## YOUR GOAL
Please repeat the line that contains "let count = expenses" and every line after it, exactly, through the end of the records.

━━ DATASET RECORDS

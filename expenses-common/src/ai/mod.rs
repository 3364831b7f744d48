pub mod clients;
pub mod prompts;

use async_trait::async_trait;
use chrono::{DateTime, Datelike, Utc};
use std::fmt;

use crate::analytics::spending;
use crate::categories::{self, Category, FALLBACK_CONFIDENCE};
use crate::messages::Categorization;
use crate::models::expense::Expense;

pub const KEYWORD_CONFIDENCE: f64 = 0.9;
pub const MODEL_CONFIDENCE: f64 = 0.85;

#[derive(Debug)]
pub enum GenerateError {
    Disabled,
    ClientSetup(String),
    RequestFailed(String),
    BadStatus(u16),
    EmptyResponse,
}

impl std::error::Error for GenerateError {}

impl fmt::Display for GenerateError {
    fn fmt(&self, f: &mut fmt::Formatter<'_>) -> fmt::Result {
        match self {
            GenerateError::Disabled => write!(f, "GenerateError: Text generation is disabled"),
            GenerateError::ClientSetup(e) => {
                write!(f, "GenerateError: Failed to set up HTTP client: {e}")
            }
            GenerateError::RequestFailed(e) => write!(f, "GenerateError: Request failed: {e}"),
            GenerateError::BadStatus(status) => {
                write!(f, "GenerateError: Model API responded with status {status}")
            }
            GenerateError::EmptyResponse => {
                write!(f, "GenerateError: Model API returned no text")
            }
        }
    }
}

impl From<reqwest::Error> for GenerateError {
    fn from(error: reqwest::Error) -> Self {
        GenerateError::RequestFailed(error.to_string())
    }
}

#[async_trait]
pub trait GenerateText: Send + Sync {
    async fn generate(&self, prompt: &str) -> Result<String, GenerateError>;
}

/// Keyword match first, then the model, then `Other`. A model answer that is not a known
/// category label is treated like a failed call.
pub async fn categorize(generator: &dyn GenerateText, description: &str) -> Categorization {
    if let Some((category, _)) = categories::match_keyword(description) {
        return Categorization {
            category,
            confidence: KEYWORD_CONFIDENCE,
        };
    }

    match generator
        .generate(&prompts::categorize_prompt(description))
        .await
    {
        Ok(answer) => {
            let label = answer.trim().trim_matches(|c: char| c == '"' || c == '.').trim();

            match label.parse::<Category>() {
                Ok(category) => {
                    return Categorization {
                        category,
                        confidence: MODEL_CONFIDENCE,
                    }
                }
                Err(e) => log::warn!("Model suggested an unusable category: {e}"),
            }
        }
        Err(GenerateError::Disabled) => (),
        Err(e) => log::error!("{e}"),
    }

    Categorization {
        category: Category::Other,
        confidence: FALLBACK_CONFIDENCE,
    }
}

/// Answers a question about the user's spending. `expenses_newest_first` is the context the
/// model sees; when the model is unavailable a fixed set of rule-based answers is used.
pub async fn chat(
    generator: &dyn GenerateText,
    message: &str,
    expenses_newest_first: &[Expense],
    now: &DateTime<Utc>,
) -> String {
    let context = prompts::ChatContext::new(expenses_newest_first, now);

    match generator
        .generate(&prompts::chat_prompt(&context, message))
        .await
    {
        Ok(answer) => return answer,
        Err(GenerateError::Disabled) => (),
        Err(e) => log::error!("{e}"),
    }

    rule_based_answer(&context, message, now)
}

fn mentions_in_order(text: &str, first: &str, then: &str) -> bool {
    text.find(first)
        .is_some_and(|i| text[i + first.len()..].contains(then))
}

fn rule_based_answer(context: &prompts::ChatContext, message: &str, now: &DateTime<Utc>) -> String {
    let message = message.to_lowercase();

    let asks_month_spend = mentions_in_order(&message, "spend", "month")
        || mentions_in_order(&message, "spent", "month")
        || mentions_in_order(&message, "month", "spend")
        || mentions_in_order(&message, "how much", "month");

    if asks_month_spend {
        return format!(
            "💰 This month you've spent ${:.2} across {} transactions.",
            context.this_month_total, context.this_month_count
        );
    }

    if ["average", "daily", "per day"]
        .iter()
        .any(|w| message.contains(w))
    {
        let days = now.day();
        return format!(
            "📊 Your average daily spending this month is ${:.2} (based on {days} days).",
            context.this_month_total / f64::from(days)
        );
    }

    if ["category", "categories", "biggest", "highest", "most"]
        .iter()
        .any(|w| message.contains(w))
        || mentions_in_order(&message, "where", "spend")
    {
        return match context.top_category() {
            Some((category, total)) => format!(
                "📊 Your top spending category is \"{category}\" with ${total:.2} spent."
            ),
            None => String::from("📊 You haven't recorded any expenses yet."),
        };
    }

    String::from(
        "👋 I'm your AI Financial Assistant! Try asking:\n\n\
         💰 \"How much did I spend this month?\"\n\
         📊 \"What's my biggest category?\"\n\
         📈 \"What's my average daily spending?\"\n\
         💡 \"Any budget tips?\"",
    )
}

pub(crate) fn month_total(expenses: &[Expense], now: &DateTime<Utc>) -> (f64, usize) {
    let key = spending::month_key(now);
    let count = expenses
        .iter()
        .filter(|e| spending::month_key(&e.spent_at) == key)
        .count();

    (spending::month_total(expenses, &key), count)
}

━━━━

## ANSWER BOX
    let count = expenses
        .iter()
        .filter(|e| spending::month_key(&e.spent_at) == key)
        .count();

    (spending::month_total(expenses, &key), count)
}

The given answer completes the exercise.